Siringhe infilzate in un tronco d’albero a Fontivegge di Perugia [Foto]

Siringhe infilzate in un tronco d'albero a Fontivegge di Perugia
foto dal post di Lorenzo Brunetti Progetto Fontivegge

Siringhe infilzate in un tronco d’albero a Fontivegge di Perugia L’immagine l’abbiamo presa da uno dei membri del gruppo Facebook, Progetto Fontivegge, sono due siringhe infilzate nel tronco di un albero. Fatto che non è sfuggito certo ai cittadini della zona. Due mattine, la foto è stata postata da Lorenzo Brunetti esattamente alle 29 agosto ore 18:28.

Lapidario Brunetti: “Droga padrona!“, e non potrebbe essere diversamente. E ringrazia l’operatore della Gesenu “costretto” a dover pulire “reperti” simili.
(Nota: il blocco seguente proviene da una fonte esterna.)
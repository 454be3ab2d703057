use std::time::Duration;

use crate::error::{retry::ErrorRetryStrategy, Error};

/// Retry wrapper for persistence-touching service operations.
///
/// Transient failures (lost or exhausted database connections) are retried
/// with exponential backoff; everything else fails immediately. Validation
/// always happens before the retried operation, so a retry can never repeat
/// a rejected request.
pub struct RetryContext {
    /// Max attempts before failure
    max_attempts: u32,
    /// Initial backoff between attempts
    initial_backoff_secs: u64,
}

impl RetryContext {
    const DEFAULT_MAX_ATTEMPTS: u32 = 3;
    const DEFAULT_INITIAL_BACKOFF_SECS: u64 = 1;

    pub fn new() -> Self {
        Self {
            max_attempts: Self::DEFAULT_MAX_ATTEMPTS,
            initial_backoff_secs: Self::DEFAULT_INITIAL_BACKOFF_SECS,
        }
    }

    /// Execute an operation with automatic retry logic
    ///
    /// # Arguments
    /// - `description`: Description of the operation for logging (e.g., "create entry")
    /// - `operation`: Async closure performing the persistence call
    pub async fn execute_with_retry<R, F>(
        &mut self,
        description: &str,
        operation: F,
    ) -> Result<R, Error>
    where
        F: Fn() -> std::pin::Pin<Box<dyn std::future::Future<Output = Result<R, Error>> + Send>>,
    {
        let mut attempt_count = 0;

        loop {
            tracing::debug!(
                "Processing {} (attempt {}/{})",
                description,
                attempt_count + 1,
                self.max_attempts
            );

            match operation().await {
                Ok(result) => {
                    tracing::debug!("Successfully processed {}", description);
                    return Ok(result);
                }
                Err(e) => match e.to_retry_strategy() {
                    ErrorRetryStrategy::Fail => {
                        tracing::error!("Permanent error for {}: {:?}", description, e);
                        return Err(e);
                    }
                    ErrorRetryStrategy::Retry => {
                        attempt_count += 1;
                        if attempt_count >= self.max_attempts {
                            tracing::error!(
                                "Max attempts ({}) exceeded for {}: {:?}",
                                self.max_attempts,
                                description,
                                e
                            );
                            return Err(e);
                        }

                        let backoff_secs = self.initial_backoff_secs * 2_u64.pow(attempt_count - 1);
                        let backoff = Duration::from_secs(backoff_secs);

                        tracing::warn!(
                            "Retrying {} (attempt {}/{}) after {:?}: {:?}",
                            description,
                            attempt_count,
                            self.max_attempts,
                            backoff,
                            e
                        );

                        tokio::time::sleep(backoff).await;
                    }
                },
            }
        }
    }
}

impl Default for RetryContext {
    fn default() -> Self {
        Self::new()
    }
}
pub mod expiry {
    /// Cron expression for the expiry sweep.
    /// Runs every 15 minutes at the top of the minute (:00, :15, :30, :45).
    pub const CRON_EXPRESSION: &str = "0 */15 * * * *";
}
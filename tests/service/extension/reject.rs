//! Tests for ExtensionService::reject method.
//!
//! Verifies the administrator requirement and that rejection leaves the
//! expiry and history untouched.

use kontowart::{
    error::{auth::AuthError, entry::IneligibleError, Error},
    model::{
        entry::ExtensionState,
        user::{Actor, Role},
    },
    service::entry::{cache::EntryCache, extension::ExtensionService},
};
use kontowart_test_utils::prelude::*;
use tokio::sync::broadcast;

fn admin() -> Actor {
    Actor::new(constant::TEST_ADMIN_USERNAME, Role::Admin)
}

/// Tests rejecting a pending request.
///
/// Expected: Ok with rejected state, unchanged expiry, and no history record
#[tokio::test]
async fn rejects_pending_request() -> Result<(), TestError> {
    let test = TestBuilder::new()
        .with_entry_tables()
        .with_entry(factory::entry_with_pending_request(
            constant::TEST_FRIEND_USERNAME,
        ))
        .build()
        .await?;
    let cache = EntryCache::new();
    let (events, _) = broadcast::channel(16);
    let service = ExtensionService::new(&test.db, &cache, &events);
    let id = test.entries[0].id;

    let entry = service.reject(id, &admin()).await.unwrap();

    assert_eq!(entry.extension_state, ExtensionState::Rejected);
    assert!(entry.extension_decided_at.is_some());
    assert_eq!(entry.valid_until, test.entries[0].valid_until);
    assert!(service.history(id, &admin()).await.unwrap().is_empty());

    Ok(())
}

/// Tests that only administrators may reject.
///
/// Expected: Err(Error::Auth)
#[tokio::test]
async fn fails_for_non_admin() -> Result<(), TestError> {
    let test = TestBuilder::new()
        .with_entry_tables()
        .with_entry(factory::entry_with_pending_request(
            constant::TEST_FRIEND_USERNAME,
        ))
        .build()
        .await?;
    let cache = EntryCache::new();
    let (events, _) = broadcast::channel(16);
    let service = ExtensionService::new(&test.db, &cache, &events);

    let owner = Actor::new(constant::TEST_FRIEND_USERNAME, Role::Friend);
    let result = service.reject(test.entries[0].id, &owner).await;

    assert!(matches!(result, Err(Error::Auth(AuthError::Forbidden { .. }))));

    Ok(())
}

/// Tests rejecting an entry without a pending request.
///
/// Expected: Err(Error::Ineligible(NoPendingRequest))
#[tokio::test]
async fn fails_without_pending_request() -> Result<(), TestError> {
    let test = TestBuilder::new()
        .with_entry_tables()
        .with_entry(factory::entry(constant::TEST_FRIEND_USERNAME))
        .build()
        .await?;
    let cache = EntryCache::new();
    let (events, _) = broadcast::channel(16);
    let service = ExtensionService::new(&test.db, &cache, &events);

    let result = service.reject(test.entries[0].id, &admin()).await;

    assert!(matches!(
        result,
        Err(Error::Ineligible(IneligibleError::NoPendingRequest(_)))
    ));

    Ok(())
}

/// Tests that a fresh request may follow a rejection.
///
/// Expected: Ok with the state back to pending
#[tokio::test]
async fn allows_new_request_after_rejection() -> Result<(), TestError> {
    let test = TestBuilder::new()
        .with_entry_tables()
        .with_entry(factory::entry_with_pending_request(
            constant::TEST_FRIEND_USERNAME,
        ))
        .build()
        .await?;
    let cache = EntryCache::new();
    let (events, _) = broadcast::channel(16);
    let service = ExtensionService::new(&test.db, &cache, &events);
    let id = test.entries[0].id;

    service.reject(id, &admin()).await.unwrap();

    let owner = Actor::new(constant::TEST_FRIEND_USERNAME, Role::Friend);
    let entry = service.request(id, &owner).await.unwrap();

    assert_eq!(entry.extension_state, ExtensionState::Pending);

    Ok(())
}
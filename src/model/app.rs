use std::sync::Arc;

use sea_orm::DatabaseConnection;
use tokio::sync::broadcast;

use crate::{
    config::Config, model::event::EntryEvent, scheduler::expiry::ExpiryMonitor,
    service::entry::cache::EntryCache,
};

/// Shared application state handed to every request handler.
#[derive(Clone)]
pub struct AppState {
    pub db: DatabaseConnection,
    /// In-memory mirror of the entry collection.
    pub entries: EntryCache,
    /// Change-notification channel fed by every entry mutation.
    pub events: broadcast::Sender<EntryEvent>,
    /// Expiry sweep, shared so refresh paths and the cron job use one in-flight guard.
    pub monitor: Arc<ExpiryMonitor>,
    pub config: Arc<Config>,
}
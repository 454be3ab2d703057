use std::sync::Arc;

use tokio::sync::broadcast;

use crate::{
    config::Config,
    error::Error,
    model::app::AppState,
    scheduler::expiry::ExpiryMonitor,
    service::entry::cache::EntryCache,
};

/// Capacity of the change-notification channel. A lagging subscriber misses
/// events and should rebuild from a fresh snapshot.
const EVENT_CHANNEL_CAPACITY: usize = 64;

/// Connect to the database and run migrations
pub async fn connect_to_database(config: &Config) -> Result<sea_orm::DatabaseConnection, Error> {
    use migration::{Migrator, MigratorTrait};
    use sea_orm::{ConnectOptions, Database};

    let mut opt = ConnectOptions::new(&config.database_url);
    opt.sqlx_logging(false);

    let db = Database::connect(opt).await?;

    Migrator::up(&db, None).await?;

    Ok(db)
}

/// Assembles shared state: the entry mirror, its event channel, and the
/// expiry monitor wired to both.
pub fn build_app_state(db: sea_orm::DatabaseConnection, config: Config) -> AppState {
    let (events, _) = broadcast::channel(EVENT_CHANNEL_CAPACITY);
    let entries = EntryCache::new();
    let monitor = Arc::new(ExpiryMonitor::new(
        db.clone(),
        entries.clone(),
        events.clone(),
    ));

    AppState {
        db,
        entries,
        events,
        monitor,
        config: Arc::new(config),
    }
}

/// Subscribes to the change feed and folds every event into the mirror.
///
/// Mutation paths already apply their own events before sending, so this
/// exists for events published elsewhere in the process. Application is
/// idempotent, double-applying is harmless.
pub fn start_entry_feed(state: &AppState) {
    let cache = state.entries.clone();
    let mut receiver = state.events.subscribe();

    tokio::spawn(async move {
        loop {
            match receiver.recv().await {
                Ok(event) => cache.apply(&event),
                Err(broadcast::error::RecvError::Lagged(missed)) => {
                    tracing::warn!("Entry feed lagged, missed {} event(s)", missed);
                }
                Err(broadcast::error::RecvError::Closed) => break,
            }
        }
    });
}

/// Loads the initial entry snapshot into the mirror.
pub async fn warm_entry_cache(state: &AppState) -> Result<(), Error> {
    use crate::data::EntryRepository;

    let repo = EntryRepository::new(&state.db);
    let entries = repo.get_all().await?;

    tracing::info!("Loaded {} entries into the in-memory mirror", entries.len());
    state.entries.replace_all(entries);

    Ok(())
}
Nel gruppo tante altre note che richiamano il disagio che vivono i cittadini di uno dei più popolosi quartieri della città. Un post, quello di Giulietto Albioni – da sempre impegnato nella lotta per richiamare l’attenzione delle varie amministrazioni comunali che si sono succedute sull’area della stazione – rilancia la notizia di un pusher, invalido, “beccato” tre volte e dice: “Che si aspetta a rimandarlo a calci in culo a casa sua?Vorrei chiederlo a chi lo ha rimesso fuori per due volte in un mese e sono curioso di vedere questa volta come va a finire!”.

Gli fanno eco: “Sicuramente ci sarà qualche legge che non permette di trattenere i disabili per i reati minori“, oppure: “Si, lo vedo girare alla stazione, dovrebbe avere i documenti in regola, non conosciamo la sua documentazione, se è sposato con un italiana non si può espellere!!!”.

Il quartiere, insomma, chiede maggiore attenzione. E’ un’area, soprattutto di notte, che non è il caso di frequentare, “off limits” e di giorno somiglia, a volte, ad una sorte di corte dei miracoli. Problema vecchio, come il mondo, ci dice un nostro lettore. Sì. d’accordo è vero, non è colpa di questa Amministrazione comunale, ma è anche vero che ognuno, una volta che è al comando si dovrebbe far carico di rispettare gli impegni presi. E se non andiamo errati, Fontivegge era nel programma elettorale. Al di là di questo, però, l’emergenza c’era e tale resta.

C’è chi chiede anche – e non è poco – un po’ più di pulizia.